Figure 1. Characterization of the gastric pH regulatory machinery in ambulacrarian larvae. (A) Microelectrode (el) pH measurements in larval digestive systems of the three species indicating highly alkaline digestive systems pluteus (7-15 dpf) and tornaria (10 -20 dpf) larvae and less alkaline conditions in B. floridae larvae (feeding stage 3 dpf). (B) Dose response curves for the inhibition of gastric alkalization in pluteus larvae were determined for the inhibitors ouabain (OUA), bafilomycin (BAF) and ethyl-isopropyl amiloride (EIPA) with respective IC50 values. (C) Real time traces of gastric pH during application of inhibitors and 5 mM Na+ solutions (Supplemental material Figure S1) and washout. (D) Effects of inhibitors including OUA, BAF, EIPA, omeprazole (OMZ), 4,4“-diisothiocyanatostilbene-2,2′-disulphonic acid (DIDS) and acetazolamide (ACZM) as well as 0 mM HCO3−, 5 mM Na+ and 0 mM K+ seawater solutions (for raw values including control experiments see Supplemental material Figure S1; n = 5-7) on the gastric alkalization machinery. (E) Immunocytochemical analyses in sea urchin pluteus larvae demonstrate the sub cellular localization of Na+/K+-ATPase (NKA), V-type H+-ATPase (VHA) and Na+/H+-exchanger (NHE3) immunoreactivity in the stomach epithelium of Strongylocentrotus purpuratus plutei. Dotted lines indicate the position of stomach cells. Values are presented as mean ± SE and asterisks denote significant differences (* p < 0.05, ** p < 0.001). holding pipette: hp; lumen:lu; primary body cavity: pbc; stomach: st; oesophagus: oes; intestine: int.

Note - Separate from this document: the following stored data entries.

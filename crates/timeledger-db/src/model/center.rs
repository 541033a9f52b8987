use diesel::{pg::Pg, prelude::*};

use crate::db::schema;

#[derive(Debug, Clone, PartialEq, Eq, Queryable, Selectable, Identifiable)]
#[diesel(table_name = schema::centers)]
#[diesel(check_for_backend(Pg))]
pub struct CenterRow {
    pub id: i64,
    pub name: String,
    pub timezone: String,
    pub settings: Option<String>,
    pub created_at: chrono::DateTime<chrono::Utc>,
    pub deleted_at: Option<chrono::DateTime<chrono::Utc>>,
}
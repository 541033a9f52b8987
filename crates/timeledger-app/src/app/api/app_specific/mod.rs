use salvo::Router;

mod healthcheck;

#[must_use]
pub fn routes() -> Router {
    Router::with_path("app").push(healthcheck::routes())
}
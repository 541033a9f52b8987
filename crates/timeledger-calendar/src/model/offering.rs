use serde::{Deserialize, Serialize};

use timeledger_core::types::{CenterId, OfferingId, RoomId};

/// A class or service a center runs on a weekly basis.
#[derive(Debug, Clone, PartialEq, Eq, Serialize, Deserialize)]
pub struct Offering {
    pub id: OfferingId,
    pub center_id: CenterId,
    pub name: String,
    #[serde(default)]
    pub default_room_id: Option<RoomId>,
}
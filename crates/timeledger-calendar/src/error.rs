use chrono::{DateTime, NaiveDate, Utc};
use thiserror::Error;

use timeledger_core::types::RuleId;

use crate::store::StoreError;

/// Errors raised while reading or writing value-object columns.
#[derive(Error, Debug)]
pub enum ValueError {
    #[error("Invalid date: {0}")]
    InvalidDate(String),

    #[error("Invalid time: {0}")]
    InvalidTime(String),

    #[error("Invalid weekday {0}, expected 1 (Monday) through 7 (Sunday)")]
    InvalidWeekday(i64),

    #[error("Invalid recurrence rule: {0}")]
    InvalidRecurrence(String),

    #[error("Unknown timezone: {0}")]
    UnknownTimezone(String),

    #[error("Malformed JSON column: {0}")]
    Json(#[from] serde_json::Error),
}

/// Errors surfaced by the expansion engine and the write-side validators.
#[derive(Error, Debug)]
pub enum CalendarError {
    #[error("Invalid window: {0}")]
    InvalidWindow(String),

    #[error("Window of {days} days exceeds the maximum of {max} days")]
    WindowTooLarge { days: i64, max: u32 },

    #[error("{component}: {source}")]
    FetchFailed {
        component: &'static str,
        source: StoreError,
    },

    #[error("Expansion cancelled")]
    Cancelled,

    #[error("Validation error: {0}")]
    Validation(String),

    #[error("Exception date {date} is inside the {lead_days}-day lead time, earliest allowed is {earliest}")]
    LeadTimeViolated {
        date: NaiveDate,
        earliest: NaiveDate,
        lead_days: u32,
    },

    #[error("Rule {rule_id} stopped accepting exceptions at {lock_at}")]
    RuleLocked {
        rule_id: RuleId,
        lock_at: DateTime<Utc>,
    },

    #[error(transparent)]
    Value(#[from] ValueError),
}

pub type CalendarResult<T> = std::result::Result<T, CalendarError>;
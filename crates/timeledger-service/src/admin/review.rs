//! Exception review: approval with a conflict check, rejection and revocation.

use chrono::{NaiveDate, NaiveTime, TimeDelta};
use serde::{Deserialize, Serialize};
use tokio_util::sync::CancellationToken;

use timeledger_calendar::expand::{ExpandOptions, ExpansionWindow, expand};
use timeledger_calendar::model::{ExceptionStatus, ExpandedSchedule, ScheduleException};
use timeledger_calendar::store::ScheduleSnapshot;
use timeledger_calendar::value::time::wall_clock;
use timeledger_calendar::value::{AuditPayload, CenterSettings, TimeSlot};
use timeledger_core::types::{ExceptionId, OfferingId, RuleId};
use timeledger_db::admin::AuditEntry;
use timeledger_db::repository::Entity;

use super::{AdminService, to_object};
use crate::error::{ServiceError, ServiceResult};
use crate::schedule::service::{center_timezone, fetch_failed};

#[derive(Debug, Clone, Copy, PartialEq, Eq, Serialize, Deserialize)]
#[serde(rename_all = "UPPERCASE")]
pub enum ReviewAction {
    Approve,
    Reject,
}

/// A reviewer's decision on one pending exception.
#[derive(Debug, Clone, PartialEq, Eq, Deserialize)]
pub struct ReviewDecision {
    pub action: ReviewAction,
    /// Approve even when the only collisions are buffer gaps.
    #[serde(default)]
    pub override_buffer: bool,
    #[serde(default)]
    pub note: String,
}

#[derive(Debug, Clone, Copy, PartialEq, Eq, Serialize)]
#[serde(rename_all = "SCREAMING_SNAKE_CASE")]
pub enum ConflictKind {
    RoomOverlap,
    TeacherOverlap,
    RoomBuffer,
    TeacherBuffer,
}

impl ConflictKind {
    /// Overlaps can never be overridden; buffer gaps can.
    #[must_use]
    pub const fn is_hard(self) -> bool {
        matches!(self, Self::RoomOverlap | Self::TeacherOverlap)
    }
}

/// A session the approved exception would collide with.
#[derive(Debug, Clone, PartialEq, Eq, Serialize)]
pub struct SlotConflict {
    pub kind: ConflictKind,
    pub date: NaiveDate,
    pub rule_id: RuleId,
    pub offering_id: OfferingId,
    #[serde(with = "wall_clock")]
    pub start_time: NaiveTime,
    #[serde(with = "wall_clock")]
    pub end_time: NaiveTime,
}

impl SlotConflict {
    fn new(kind: ConflictKind, other: &ExpandedSchedule) -> Self {
        Self {
            kind,
            date: other.date,
            rule_id: other.rule_id,
            offering_id: other.offering_id,
            start_time: other.start_time,
            end_time: other.end_time,
        }
    }
}

/// Minutes between two slots that do not overlap.
fn gap_between(a: &ExpandedSchedule, b: &ExpandedSchedule) -> TimeDelta {
    if a.end_time <= b.start_time {
        b.start_time - a.end_time
    } else {
        a.start_time - b.end_time
    }
}

fn below_buffer(gap: TimeDelta, buffer_minutes: u32) -> bool {
    gap < TimeDelta::minutes(i64::from(buffer_minutes))
}

/// ## Summary
/// Collisions between `candidate` and the other sessions of its day.
///
/// Sharing a room or a teacher with an overlapping slot is a hard conflict.
/// A gap shorter than the center's room or teacher buffer is a buffer
/// conflict. Cancelled sessions never collide.
#[must_use]
pub fn find_conflicts(
    candidate: &ExpandedSchedule,
    others: &[ExpandedSchedule],
    settings: &CenterSettings,
) -> Vec<SlotConflict> {
    if candidate.cancelled {
        return Vec::new();
    }
    let slot = TimeSlot::new(candidate.start_time, candidate.end_time);
    let mut conflicts = Vec::new();

    for other in others
        .iter()
        .filter(|other| !other.cancelled && other.date == candidate.date)
    {
        let overlaps = slot.overlaps(&TimeSlot::new(other.start_time, other.end_time));
        let same_room = other.room_id == candidate.room_id;
        let same_teacher =
            candidate.teacher_id.is_some() && other.teacher_id == candidate.teacher_id;

        if overlaps {
            if same_room {
                conflicts.push(SlotConflict::new(ConflictKind::RoomOverlap, other));
            }
            if same_teacher {
                conflicts.push(SlotConflict::new(ConflictKind::TeacherOverlap, other));
            }
            continue;
        }

        let gap = gap_between(candidate, other);
        if same_room && below_buffer(gap, settings.room_buffer_minutes) {
            conflicts.push(SlotConflict::new(ConflictKind::RoomBuffer, other));
        }
        if same_teacher && below_buffer(gap, settings.teacher_buffer_minutes) {
            conflicts.push(SlotConflict::new(ConflictKind::TeacherBuffer, other));
        }
    }

    conflicts
}

impl AdminService {
    /// ## Summary
    /// Sessions the pending `exception` would collide with once approved.
    ///
    /// The exception's day is expanded as if it were already approved; the
    /// sessions it produces are compared against the rest of that day.
    async fn conflicts_if_approved(
        &self,
        exception: &ScheduleException,
    ) -> ServiceResult<Vec<SlotConflict>> {
        let center = self.center(exception.center_id).await?;
        let window = ExpansionWindow::new(exception.date, exception.date)?;

        let store = &self.admin;
        let (offerings, rules, mut exceptions, holidays) = tokio::try_join!(
            store.list_offerings_for_center(center.id),
            store.list_rules_for_center(center.id, window),
            store.list_exceptions_for_center(center.id, window),
            store.list_holidays_for_center(center.id, window),
        )
        .map_err(fetch_failed)?;

        let mut approved = exception.clone();
        approved.status = ExceptionStatus::Approved;
        exceptions.retain(|other| other.id != exception.id);
        exceptions.push(approved);

        let snapshot = ScheduleSnapshot {
            offerings,
            rules,
            exceptions,
            holidays,
        };
        let options = ExpandOptions {
            timezone: center_timezone(&center, self.default_timezone),
            max_window_days: self.max_window_days,
        };
        let expansion = expand(
            center.id,
            &window,
            &snapshot,
            &options,
            &CancellationToken::new(),
        )?;

        let (produced, others): (Vec<_>, Vec<_>) = expansion
            .schedules
            .into_iter()
            .partition(|session| session.exception_id == Some(exception.id));

        Ok(produced
            .iter()
            .flat_map(|session| find_conflicts(session, &others, &center.settings))
            .collect())
    }

    async fn transition(
        &self,
        exception: &ScheduleException,
        to: ExceptionStatus,
        action: &str,
        actor: &str,
        note: Option<(&str, bool)>,
    ) -> ServiceResult<ScheduleException> {
        let mut after = exception.clone();
        after.status = to;
        let mut snapshot = to_object(&after)?;
        if let Some((note, override_buffer)) = note {
            snapshot.insert("review_note".to_string(), note.into());
            snapshot.insert("override_buffer".to_string(), override_buffer.into());
        }

        let audit = AuditEntry {
            center_id: exception.center_id,
            actor: actor.to_string(),
            action: action.to_string(),
            target_type: ScheduleException::TABLE_NAME,
            target_id: Some(exception.id),
            payload: AuditPayload::changed(to_object(exception)?, snapshot),
        };

        self.admin
            .transition_exception(exception.id, exception.status, to, audit)
            .await?
            .ok_or_else(|| {
                ServiceError::Conflict(format!(
                    "exception {} changed while it was being reviewed",
                    exception.id
                ))
            })
    }

    /// ## Summary
    /// Approves or rejects a pending exception.
    ///
    /// Approval first checks the sessions the exception would produce against
    /// the rest of its day. Overlaps always block it; buffer gaps block it
    /// unless `decision.override_buffer` is set.
    ///
    /// ## Side Effects
    /// Moves the exception to `APPROVED` or `REJECTED` together with an audit
    /// entry carrying the review note.
    ///
    /// ## Errors
    /// - `NotFound` for an unknown exception
    /// - `Conflict` when the exception is not `PENDING`
    /// - `ScheduleConflict` listing the sessions that block approval
    #[tracing::instrument(skip(self, decision), fields(action = ?decision.action))]
    pub async fn review_exception(
        &self,
        exception_id: ExceptionId,
        decision: ReviewDecision,
        actor: &str,
    ) -> ServiceResult<ScheduleException> {
        let exception = self.exception(exception_id).await?;
        if exception.status != ExceptionStatus::Pending {
            return Err(ServiceError::Conflict(format!(
                "exception {exception_id} is {}, only PENDING exceptions can be reviewed",
                exception.status.as_str()
            )));
        }

        let (to, action) = match decision.action {
            ReviewAction::Approve => {
                let conflicts = self.conflicts_if_approved(&exception).await?;
                let blocking = conflicts.iter().any(|conflict| conflict.kind.is_hard())
                    || (!conflicts.is_empty() && !decision.override_buffer);
                if blocking {
                    tracing::info!(conflicts = conflicts.len(), "Approval blocked");
                    return Err(ServiceError::ScheduleConflict {
                        exception_id,
                        conflicts,
                    });
                }
                (ExceptionStatus::Approved, "exception.approve")
            }
            ReviewAction::Reject => (ExceptionStatus::Rejected, "exception.reject"),
        };

        self.transition(
            &exception,
            to,
            action,
            actor,
            Some((decision.note.as_str(), decision.override_buffer)),
        )
        .await
    }

    /// ## Summary
    /// Withdraws a pending exception request.
    ///
    /// ## Side Effects
    /// Moves the exception to `REVOKED` with an audit entry.
    ///
    /// ## Errors
    /// Returns `NotFound` for an unknown exception and `Conflict` when it is
    /// no longer `PENDING`.
    #[tracing::instrument(skip(self))]
    pub async fn revoke_exception(
        &self,
        exception_id: ExceptionId,
        actor: &str,
    ) -> ServiceResult<ScheduleException> {
        let exception = self.exception(exception_id).await?;
        if exception.status != ExceptionStatus::Pending {
            return Err(ServiceError::Conflict(format!(
                "exception {exception_id} is {}, only PENDING exceptions can be revoked",
                exception.status.as_str()
            )));
        }

        self.transition(
            &exception,
            ExceptionStatus::Revoked,
            "exception.revoke",
            actor,
            None,
        )
        .await
    }
}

Figure 2. Identification of acid-base transporters in Strongylocentrotus purpuratus and Ptychodera flava using acidification experiments. Relative change in transcript abundance of putative acid-base transporters determined by qPCR in S. purpuratus (A) and P. flava (B) larvae exposed to control (pH 8.1) and acidified conditions (pH7). Time series over 24 h demonstrating relative changes in gastric pH in response to acidified seawater (pH 7) in sea urchin larvae (A; insert). The grey area indicates the sampling time point (3 h) for gene expression studies. Values are presented as mean ± SE and asterisks denote significant differences (* p < 0.05, ** p < 0.001). (C) In situ hybridization of selected acid-base transporters including Na+/K+-ATPase (NKA), V-type H+-ATPase (VHA), K+/H+-exchanger (KHE) and Na+/H+-exchanger 3 (NHE3) expressed in the digestive system of S. purpuratus and P. flava larvae raised under control conditions (insert: negative control using sense probe). Arrows indicate the location of the larval mouth. Stomach: st.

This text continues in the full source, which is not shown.